Below is a listing. Gather each line of it that contains "every".

Records supplied START

//! Offset-based view over an initialized region: metadata counters, bucket
//! heads and chunk traversal. The allocation algorithms are implemented on
//! top of it in `malloc`, `free` and `realloc`.

use std::mem::offset_of;

use crate::{
  bucket::{BUCKET_COUNT, bucket_by_size},
  chunk::{Chunk, footprint, from_link, to_link},
  header::{BUCKETS_OFFSET, Header},
  region::Region,
};

macro_rules! meta_field {
  ($get:ident, $set:ident) => {
    #[inline]
    pub(crate) fn $get(
      &self,
    ) -> u64 {
      self.region.read_u64(offset_of!(Header, $get) as u64)
    }

    #[inline]
    pub(crate) fn $set(
      &self,
      value: u64,
    ) {
      self.region.write_u64(offset_of!(Header, $get) as u64, value)
    }
  };
}

#[derive(Clone, Copy)]
pub(crate) struct Heap<'a> {
  pub(crate) region: &'a Region,
}

impl<'a> Heap<'a> {
  pub(crate) fn new(
    region: &'a Region,
  ) -> Self {
    Self { region }
  }

  meta_field!(use_lock, set_use_lock);
  meta_field!(allow_oom, set_allow_oom);
  meta_field!(orig_size, set_orig_size);
  meta_field!(descr, set_descr);
  meta_field!(descr_len, set_descr_len);
  meta_field!(param, set_param);
  meta_field!(param_len, set_param_len);
  meta_field!(lo_bound, set_lo_bound);
  meta_field!(hi_bound, set_hi_bound);
  meta_field!(total_size, set_total_size);
  meta_field!(used_size, set_used_size);
  meta_field!(free_size, set_free_size);

  /// Human-readable arena description, used in diagnostics.
  pub(crate) fn description(
    &self,
  ) -> String {
    self.string(self.descr(), self.descr_len())
  }

  /// Name of the configuration parameter that sizes this arena.
  pub(crate) fn param_name(
    &self,
  ) -> String {
    self.string(self.param(), self.param_len())
  }

  fn string(
    &self,
    offset: u64,
    len: u64,
  ) -> String {
    let mut buf = vec![0u8; len as usize];
    self.region.read_bytes(offset, &mut buf);
    String::from_utf8_lossy(&buf).into_owned()
  }

  pub(crate) fn head(
    &self,
    index: usize,
  ) -> Option<Chunk> {
    debug_assert!(index < BUCKET_COUNT);
    to_link(self.region.read_u64(BUCKETS_OFFSET + index as u64 * 8))
  }

  pub(crate) fn set_head(
    &self,
    index: usize,
    chunk: Option<Chunk>,
  ) {
    debug_assert!(index < BUCKET_COUNT);
    self
      .region
      .write_u64(BUCKETS_OFFSET + index as u64 * 8, from_link(chunk));
  }

  /// Moves `bytes` of chunk footprint from the free to the used counter.
  #[inline]
  pub(crate) fn account_used(
    &self,
    bytes: u64,
  ) {
    self.set_used_size(self.used_size() + bytes);
    self.set_free_size(self.free_size() - bytes);
  }

  /// Moves `bytes` of chunk footprint from the used to the free counter.
  #[inline]
  pub(crate) fn account_free(
    &self,
    bytes: u64,
  ) {
    self.set_used_size(self.used_size() - bytes);
    self.set_free_size(self.free_size() + bytes);
  }

  /// Turns the whole usable range into one free chunk and forgets every
  /// other chunk.
  pub(crate) fn reset(
    &self,
  ) {
    self
      .region
      .fill(BUCKETS_OFFSET, BUCKET_COUNT as u64 * 8, 0);

    let lo_bound = self.lo_bound();
    let total_size = self.hi_bound() - lo_bound;
    let chunk = Chunk(lo_bound);
    let size = total_size - footprint(0);

    chunk.set_size(self.region, size, false);
    chunk.set_prev(self.region, None);
    chunk.set_next(self.region, None);
    self.set_head(bucket_by_size(size), Some(chunk));

    self.set_total_size(total_size);
    self.set_used_size(0);
    self.set_free_size(total_size);
  }

  /// Walks every chunk, free or used, from `lo_bound` to `hi_bound`.
  pub(crate) fn chunks(
    &self,
  ) -> Chunks<'a> {
    Chunks {
      region: self.region,
      at: self.lo_bound(),
      hi_bound: self.hi_bound(),
    }
  }

  /// Free chunks linked into bucket `index`, head first.
  pub(crate) fn bucket(
    &self,
    index: usize,
  ) -> BucketIter<'a> {
    BucketIter {
      region: self.region,
      at: self.head(index),
    }
  }
}

pub(crate) struct Chunks<'a> {
  region: &'a Region,
  at: u64,
  hi_bound: u64,
}

impl Iterator for Chunks<'_> {
  type Item = Chunk;

  fn next(
    &mut self,
  ) -> Option<Chunk> {
    if self.at >= self.hi_bound {
      return None;
    }

    let chunk = Chunk(self.at);
    self.at = chunk.end(self.region);
    Some(chunk)
  }
}

pub(crate) struct BucketIter<'a> {
  region: &'a Region,
  at: Option<Chunk>,
}

impl Iterator for BucketIter<'_> {
  type Item = Chunk;

  fn next(
    &mut self,
  ) -> Option<Chunk> {
    let chunk = self.at?;
    self.at = chunk.next(self.region);
    Some(chunk)
  }
}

Records supplied END

Task solution
  /// Turns the whole usable range into one free chunk and forgets every
  /// Walks every chunk, free or used, from `lo_bound` to `hi_bound`.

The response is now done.